**Records for this exercise**
.....
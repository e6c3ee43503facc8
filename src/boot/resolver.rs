// ── Entry-point resolution ────────────────────────────────────────────────────
//
// Two-step lookup: the active context first, then the core GL library.
// The resolver only reports "not found"; callers decide whether that is
// fatal.

use std::{collections::BTreeMap, ffi::CStr};

use log::{debug, warn};

use crate::{
    error::{KindleError, Result},
    platform::{ProcAddress, ProcLoader},
};

pub(crate) const CHOOSE_PIXEL_FORMAT_ARB: &CStr = c"wglChoosePixelFormatARB";
pub(crate) const CREATE_CONTEXT_ATTRIBS_ARB: &CStr = c"wglCreateContextAttribsARB";
pub(crate) const SWAP_INTERVAL_EXT: &CStr = c"wglSwapIntervalEXT";

/// Resolve `name`, trying the active context before the core library.
///
/// The library path is never consulted when the context path succeeds.
pub(crate) fn resolve<L: ProcLoader + ?Sized>(loader: &L, name: &CStr) -> Option<ProcAddress> {
    if let Some(addr) = loader.context_proc_address(name) {
        debug!("{name:?} resolved by the active context at {:p}", addr.as_ptr());
        return Some(addr);
    }

    match loader.library_proc_address(name) {
        Some(addr) => {
            debug!("{name:?} resolved from the core GL library at {:p}", addr.as_ptr());
            Some(addr)
        }
        None => {
            warn!("{name:?} not found by the active context or the core GL library");
            None
        }
    }
}

// ── EntryPointTable ───────────────────────────────────────────────────────────

/// Function addresses captured while the probe context was current.
///
/// Only `resolve_mandatory` builds one, and it fails unless both extended
/// creation functions were found, so holding a table proves they exist.
#[derive(Debug, Clone)]
pub(crate) struct EntryPointTable {
    entries: BTreeMap<&'static CStr, ProcAddress>,
    choose_pixel_format: ProcAddress,
    create_context_attribs: ProcAddress,
}

impl EntryPointTable {
    /// Resolve `wglChoosePixelFormatARB` and `wglCreateContextAttribsARB`,
    /// plus any `optional` names that happen to be available.
    pub(crate) fn resolve_mandatory<L: ProcLoader + ?Sized>(
        loader: &L,
        optional: &[&'static CStr],
    ) -> Result<Self> {
        let require = |name: &'static CStr| {
            resolve(loader, name).ok_or_else(|| KindleError::Resolution {
                name: name.to_string_lossy().into_owned(),
            })
        };
        let choose_pixel_format = require(CHOOSE_PIXEL_FORMAT_ARB)?;
        let create_context_attribs = require(CREATE_CONTEXT_ATTRIBS_ARB)?;

        let mut entries = BTreeMap::new();
        entries.insert(CHOOSE_PIXEL_FORMAT_ARB, choose_pixel_format);
        entries.insert(CREATE_CONTEXT_ATTRIBS_ARB, create_context_attribs);
        for &name in optional {
            if let Some(addr) = resolve(loader, name) {
                entries.insert(name, addr);
            }
        }

        Ok(Self {
            entries,
            choose_pixel_format,
            create_context_attribs,
        })
    }

    pub(crate) fn get(&self, name: &CStr) -> Option<ProcAddress> {
        self.entries.get(name).copied()
    }

    pub(crate) fn len(&self) -> usize {
        self.entries.len()
    }

    pub(crate) fn choose_pixel_format(&self) -> ProcAddress {
        self.choose_pixel_format
    }

    pub(crate) fn create_context_attribs(&self) -> ProcAddress {
        self.create_context_attribs
    }
}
.....
**Exercise directions**
Reproduce each line from the records that contains the word "EntryPointTable".

**Answer area**
// ── EntryPointTable ───────────────────────────────────────────────────────────
pub(crate) struct EntryPointTable {
impl EntryPointTable {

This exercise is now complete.